I think for the same model wall time is probably a more intuitive metric; at the end of the day what you’re doing is renting GPU time slices.
Large outputs dominate compute time so are more expensive.
IMO input and output token counts are actually still a bad metric since they linearise non linear cost increases and I suspect we’ll see another change in the future where they bucket by context length. XL output contexts may be 20x more expensive instead of 10x.
As a customer, it's nice that I can quantize and count the units of cost in an understandable way.
For Anthropic, as a business bleeding money, it's probably nice to have value-based pricing, for the tokens, so innovation (like computation efficiency improvements) can result in some extra margin. If they exposed the more direct computation cost, they could never financially benefit from any improved efficiency, including faster hardware!
> I think for the same model wall time is probably a more intuitive metric; at the end of the day what you’re doing is renting GPU time slices
This is a bit too much of a simplification.
The LLM provider batches multiple customer requests into one GPU/TPU pass over the weights, with minimal latency increase.
The LLM provider may in fact be renting GPUs by the second, but the end user isn't.
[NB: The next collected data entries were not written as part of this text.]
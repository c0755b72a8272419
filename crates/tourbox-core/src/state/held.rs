// TourBox Held State
// Per-control record of key tokens pressed and not yet released

use indexmap::IndexMap;
use smallvec::SmallVec;

use crate::control::Control;
use crate::key::KeyToken;

/// Key tokens of one held control, in press order
pub type HeldKeys = SmallVec<[KeyToken; 4]>;

/// Tracks which controls are holding keys down.
///
/// A control with an entry is `Held`; without one it is `Idle`. Entries keep
/// insertion order so cleanup releases the most recently held control first.
#[derive(Debug, Clone, Default)]
pub struct HeldState {
    held: IndexMap<Control, HeldKeys>,
}

impl HeldState {
    pub fn new() -> Self {
        Self::default()
    }

    /// Record the keys pressed for a control, returning any stale entry
    pub fn hold(&mut self, control: Control, keys: HeldKeys) -> Option<HeldKeys> {
        let stale = self.held.shift_remove(&control);
        self.held.insert(control, keys);
        stale
    }

    /// Remove and return a control's entry
    pub fn take(&mut self, control: Control) -> Option<HeldKeys> {
        self.held.shift_remove(&control)
    }

    /// Keys a control is holding, if any
    pub fn get(&self, control: Control) -> Option<&[KeyToken]> {
        self.held.get(&control).map(|keys| keys.as_slice())
    }

    pub fn is_held(&self, control: Control) -> bool {
        self.held.contains_key(&control)
    }

    /// Remove every entry, most recently held first
    pub fn drain(&mut self) -> Vec<(Control, HeldKeys)> {
        let mut entries: Vec<_> = self.held.drain(..).collect();
        entries.reverse();
        entries
    }

    pub fn len(&self) -> usize {
        self.held.len()
    }

    pub fn is_empty(&self) -> bool {
        self.held.is_empty()
    }
}

#[cfg(test)]
mod tests {
    use super::*;
    use crate::key::Key;
    use smallvec::smallvec;

    fn cmd_v() -> HeldKeys {
        smallvec![KeyToken::Named(Key::Cmd), KeyToken::Literal('v')]
    }

    #[test]
    fn test_hold_and_take() {
        let mut state = HeldState::new();
        assert!(!state.is_held(Control::Top));

        assert!(state.hold(Control::Top, cmd_v()).is_none());
        assert!(state.is_held(Control::Top));
        assert_eq!(state.get(Control::Top), Some(cmd_v().as_slice()));

        assert_eq!(state.take(Control::Top), Some(cmd_v()));
        assert!(state.is_empty());
    }

    #[test]
    fn test_hold_returns_stale_entry() {
        let mut state = HeldState::new();
        state.hold(Control::Top, cmd_v());
        let stale = state.hold(Control::Top, smallvec![KeyToken::Named(Key::Enter)]);
        assert_eq!(stale, Some(cmd_v()));
        assert_eq!(state.len(), 1);
    }

    #[test]
    fn test_take_missing_is_none() {
        let mut state = HeldState::new();
        assert!(state.take(Control::Side).is_none());
        assert!(state.is_empty());
    }

    #[test]
    fn test_drain_is_most_recent_first() {
        let mut state = HeldState::new();
        state.hold(Control::Side, smallvec![KeyToken::Literal('a')]);
        state.hold(Control::Top, smallvec![KeyToken::Literal('b')]);
        state.hold(Control::Tall, smallvec![KeyToken::Literal('c')]);
        // Re-holding moves a control to the end
        state.hold(Control::Side, smallvec![KeyToken::Literal('d')]);

        let order: Vec<Control> = state.drain().into_iter().map(|(c, _)| c).collect();
        assert_eq!(order, vec![Control::Side, Control::Tall, Control::Top]);
        assert!(state.is_empty());
    }
}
We the end users are essentially timesharing a pool of GPUs without any dedicated "1 vGPU" style resource allocation. In such a setting, charging by "GPU tick" sounds valid, and the various categories of token costs are an approximation of cost+margin.
Large outputs dominate compute time so are more expensive.
IMO input and output token counts are actually still a bad metric since they linearise non linear cost increases and I suspect we’ll see another change in the future where they bucket by context length. XL output contexts may be 20x more expensive instead of 10x.